╭──

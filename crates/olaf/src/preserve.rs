//! Preservation of the kernel competency across destructive steps.
//!
//! [`preserve`] copies the kernel competency and every skill its manifest lists into a private
//! temporary directory; [`restore`] puts those exact bytes back, replacing whatever the merges
//! in between wrote. The holding area is deleted when the bundle is dropped.

use std::path::{Path, PathBuf};

use tempfile::TempDir;
use tracing::{debug, info};

use crate::{
    diagnostic::{Diagnostic, DiagnosticKind, Diagnostics},
    fs::{FileSystem, FileSystemError, RemovalPolicy, remove_tree},
    layout::{InstallRoot, KERNEL_COMPETENCY, UnitKind},
    manifest::read_manifest,
    overlay::copy_tree,
};

const HOLDING_PREFIX: &str = "olaf_preserve_";

/// A preserved unit, as a path relative to the installation root
#[derive(Debug, Clone, PartialEq, Eq, PartialOrd, Ord)]
pub struct PreservedUnit {
    pub kind: UnitKind,
    pub id: String,
}

impl PreservedUnit {
    fn relative_path(&self) -> PathBuf {
        Path::new(self.kind.dir_name()).join(&self.id)
    }
}

impl std::fmt::Display for PreservedUnit {
    fn fmt(&self, f: &mut std::fmt::Formatter<'_>) -> std::fmt::Result {
        write!(f, "{}/{}", self.kind.dir_name(), self.id)
    }
}

/// User-owned content held aside for the duration of a destructive step
#[derive(Debug)]
pub struct PreservationBundle {
    holding: TempDir,
    units: Vec<PreservedUnit>,
}

impl PreservationBundle {
    #[must_use]
    pub fn units(&self) -> &[PreservedUnit] {
        &self.units
    }

    #[must_use]
    pub fn holding_dir(&self) -> &Path {
        self.holding.path()
    }
}

/// Copy the kernel competency and its skills out of `root`.
///
/// Returns `None` when the installation has no kernel manifest. Listed skills that are not
/// installed, or whose ids are not plain names, are recorded as diagnostics and skipped.
///
/// # Errors
///
/// Returns [`FileSystemError`] if the holding area cannot be created or a copy fails.
pub fn preserve<F>(
    fs: &F,
    root: &InstallRoot,
    diagnostics: &mut Diagnostics,
) -> Result<Option<PreservationBundle>, FileSystemError>
where
    F: FileSystem + ?Sized,
{
    let manifest_path = root.kernel_manifest();
    if !fs.is_file(&manifest_path) {
        debug!(path = %manifest_path.display(), "no kernel manifest, nothing to preserve");
        return Ok(None);
    }

    let skill_ids = match read_manifest(fs, &manifest_path) {
        Ok(manifest) => manifest.skill_ids(),
        Err(e) => {
            diagnostics.push(
                Diagnostic::new(
                    DiagnosticKind::KernelManifestMalformed,
                    format!("{e}; preserving the kernel competency without its skills"),
                )
                .at(&manifest_path),
            );
            Vec::new()
        }
    };

    let holding = tempfile::Builder::new()
        .prefix(HOLDING_PREFIX)
        .tempdir()
        .map_err(|e| FileSystemError::io("create preservation area", &std::env::temp_dir(), e))?;

    let kernel = PreservedUnit {
        kind: UnitKind::Competency,
        id: KERNEL_COMPETENCY.to_string(),
    };
    copy_tree(fs, &root.kernel_dir(), &holding.path().join(kernel.relative_path()))?;
    let mut units = vec![kernel];

    for id in skill_ids {
        let Ok(source) = root.unit_dir(UnitKind::Skill, &id) else {
            diagnostics.push(
                Diagnostic::new(
                    DiagnosticKind::DependencyMissing,
                    format!("kernel dependency '{id}' is not a valid skill id"),
                )
                .at(&manifest_path),
            );
            continue;
        };
        if !fs.is_dir(&source) {
            diagnostics.push(
                Diagnostic::new(
                    DiagnosticKind::DependencyMissing,
                    format!("kernel dependency '{id}' is not installed; not preserved"),
                )
                .at(&source),
            );
            continue;
        }

        let unit = PreservedUnit {
            kind: UnitKind::Skill,
            id,
        };
        copy_tree(fs, &source, &holding.path().join(unit.relative_path()))?;
        units.push(unit);
    }

    info!(
        units = units.len(),
        holding = %holding.path().display(),
        "preserved kernel competency"
    );
    Ok(Some(PreservationBundle { holding, units }))
}

/// Put preserved units back, replacing whatever is at their paths now.
///
/// Restoring `None` does nothing. Returns the restored units.
///
/// # Errors
///
/// Returns [`FileSystemError`] if a colliding path cannot be removed or a copy fails.
pub fn restore<F>(
    fs: &F,
    root: &InstallRoot,
    bundle: Option<PreservationBundle>,
    policy: &RemovalPolicy,
) -> Result<Vec<PreservedUnit>, FileSystemError>
where
    F: FileSystem + ?Sized,
{
    let Some(bundle) = bundle else {
        return Ok(Vec::new());
    };

    for unit in &bundle.units {
        // Ids were validated when the bundle was built.
        let destination = root.path().join(unit.relative_path());
        remove_tree(fs, &destination, policy)?;
        copy_tree(fs, &bundle.holding.path().join(unit.relative_path()), &destination)?;
        debug!(%unit, "restored");
    }

    info!(units = bundle.units.len(), "restored kernel competency");
    Ok(bundle.units)
}

#[cfg(test)]
mod tests {
    use super::*;
    use crate::fs::real::RealFileSystem;
    use pretty_assertions::assert_eq;
    use std::fs;

    fn write(path: &Path, content: &str) {
        fs::create_dir_all(path.parent().unwrap()).unwrap();
        fs::write(path, content).unwrap();
    }

    fn installation(skills: &str) -> (tempfile::TempDir, InstallRoot) {
        let dir = tempfile::tempdir().unwrap();
        let root = InstallRoot::new(dir.path());
        write(
            &root.kernel_manifest(),
            &format!(r#"{{"metadata": {{"id": "my-competencies"}}, "bom": {{"skills": {skills}}}}}"#),
        );
        write(&root.kernel_dir().join("notes.md"), "kernel notes");
        (dir, root)
    }

    #[test]
    fn test_fresh_installation_has_nothing_to_preserve() {
        let dir = tempfile::tempdir().unwrap();
        let root = InstallRoot::new(dir.path());
        let mut diagnostics = Diagnostics::new();

        let bundle = preserve(&RealFileSystem, &root, &mut diagnostics).unwrap();

        assert!(bundle.is_none());
        assert!(diagnostics.is_empty());
        assert!(restore(&RealFileSystem, &root, None, &RemovalPolicy::default())
            .unwrap()
            .is_empty());
    }

    #[test]
    fn test_preserve_collects_kernel_and_installed_dependencies() {
        let (_dir, root) = installation(r#"["mine", "gone", "../escape"]"#);
        write(&root.path().join("skills/mine/skill.md"), "my skill");
        let mut diagnostics = Diagnostics::new();

        let bundle = preserve(&RealFileSystem, &root, &mut diagnostics)
            .unwrap()
            .unwrap();

        let units: Vec<String> = bundle.units().iter().map(ToString::to_string).collect();
        assert_eq!(units, ["competencies/my-competencies", "skills/mine"]);
        assert_eq!(diagnostics.of_kind(DiagnosticKind::DependencyMissing).len(), 2);
        assert!(bundle.holding_dir().join("skills/mine/skill.md").is_file());
    }

    #[test]
    fn test_restore_discards_intervening_writes() {
        let (_dir, root) = installation(r#"["mine"]"#);
        write(&root.path().join("skills/mine/skill.md"), "my skill");
        let bundle = preserve(&RealFileSystem, &root, &mut Diagnostics::new()).unwrap();

        write(&root.kernel_dir().join("notes.md"), "overwritten by a source");
        write(&root.kernel_dir().join("extra.md"), "added by a source");
        write(&root.path().join("skills/mine/skill.md"), "overwritten");
        fs::remove_file(root.kernel_manifest()).unwrap();

        let restored = restore(&RealFileSystem, &root, bundle, &RemovalPolicy::default()).unwrap();

        assert_eq!(restored.len(), 2);
        assert_eq!(
            fs::read_to_string(root.kernel_dir().join("notes.md")).unwrap(),
            "kernel notes"
        );
        assert!(!root.kernel_dir().join("extra.md").exists());
        assert!(root.kernel_manifest().is_file());
        assert_eq!(
            fs::read_to_string(root.path().join("skills/mine/skill.md")).unwrap(),
            "my skill"
        );
    }

    #[test]
    fn test_round_trip_without_changes_is_byte_identical() {
        let (_dir, root) = installation("[]");
        let binary: Vec<u8> = (0..=255).collect();
        fs::write(root.kernel_dir().join("blob.bin"), &binary).unwrap();
        let before = fs::read(root.kernel_manifest()).unwrap();

        let bundle = preserve(&RealFileSystem, &root, &mut Diagnostics::new()).unwrap();
        restore(&RealFileSystem, &root, bundle, &RemovalPolicy::default()).unwrap();

        assert_eq!(fs::read(root.kernel_dir().join("blob.bin")).unwrap(), binary);
        assert_eq!(fs::read(root.kernel_manifest()).unwrap(), before);
    }

    #[test]
    fn test_malformed_manifest_still_preserves_kernel() {
        let dir = tempfile::tempdir().unwrap();
        let root = InstallRoot::new(dir.path());
        write(&root.kernel_manifest(), "{ not json");
        let mut diagnostics = Diagnostics::new();

        let bundle = preserve(&RealFileSystem, &root, &mut diagnostics)
            .unwrap()
            .unwrap();

        assert_eq!(bundle.units().len(), 1);
        assert_eq!(
            diagnostics
                .of_kind(DiagnosticKind::KernelManifestMalformed)
                .len(),
            1
        );
    }

    #[test]
    fn test_holding_area_is_removed_after_restore() {
        let (_dir, root) = installation("[]");
        let bundle = preserve(&RealFileSystem, &root, &mut Diagnostics::new())
            .unwrap()
            .unwrap();
        let holding = bundle.holding_dir().to_path_buf();
        assert!(holding.file_name().unwrap().to_string_lossy().starts_with("olaf_preserve_"));

        restore(&RealFileSystem, &root, Some(bundle), &RemovalPolicy::default()).unwrap();

        assert!(!holding.exists());
    }
}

╰──

■ **What you are asked to do**
Using only the listing above, restate exactly the lines from the line containing "fn relative_path(&self) ->" through the line containing "-> Result<Option<PreservationBundle>, FileSystemError>", both included.

■ **Solved problem**
    fn relative_path(&self) -> PathBuf {
        Path::new(self.kind.dir_name()).join(&self.id)
    }
}

impl std::fmt::Display for PreservedUnit {
    fn fmt(&self, f: &mut std::fmt::Formatter<'_>) -> std::fmt::Result {
        write!(f, "{}/{}", self.kind.dir_name(), self.id)
    }
}

/// User-owned content held aside for the duration of a destructive step
#[derive(Debug)]
pub struct PreservationBundle {
    holding: TempDir,
    units: Vec<PreservedUnit>,
}

impl PreservationBundle {
    #[must_use]
    pub fn units(&self) -> &[PreservedUnit] {
        &self.units
    }

    #[must_use]
    pub fn holding_dir(&self) -> &Path {
        self.holding.path()
    }
}

/// Copy the kernel competency and its skills out of `root`.
///
/// Returns `None` when the installation has no kernel manifest. Listed skills that are not
/// installed, or whose ids are not plain names, are recorded as diagnostics and skipped.
///
/// # Errors
///
/// Returns [`FileSystemError`] if the holding area cannot be created or a copy fails.
pub fn preserve<F>(
    fs: &F,
    root: &InstallRoot,
    diagnostics: &mut Diagnostics,
) -> Result<Option<PreservationBundle>, FileSystemError>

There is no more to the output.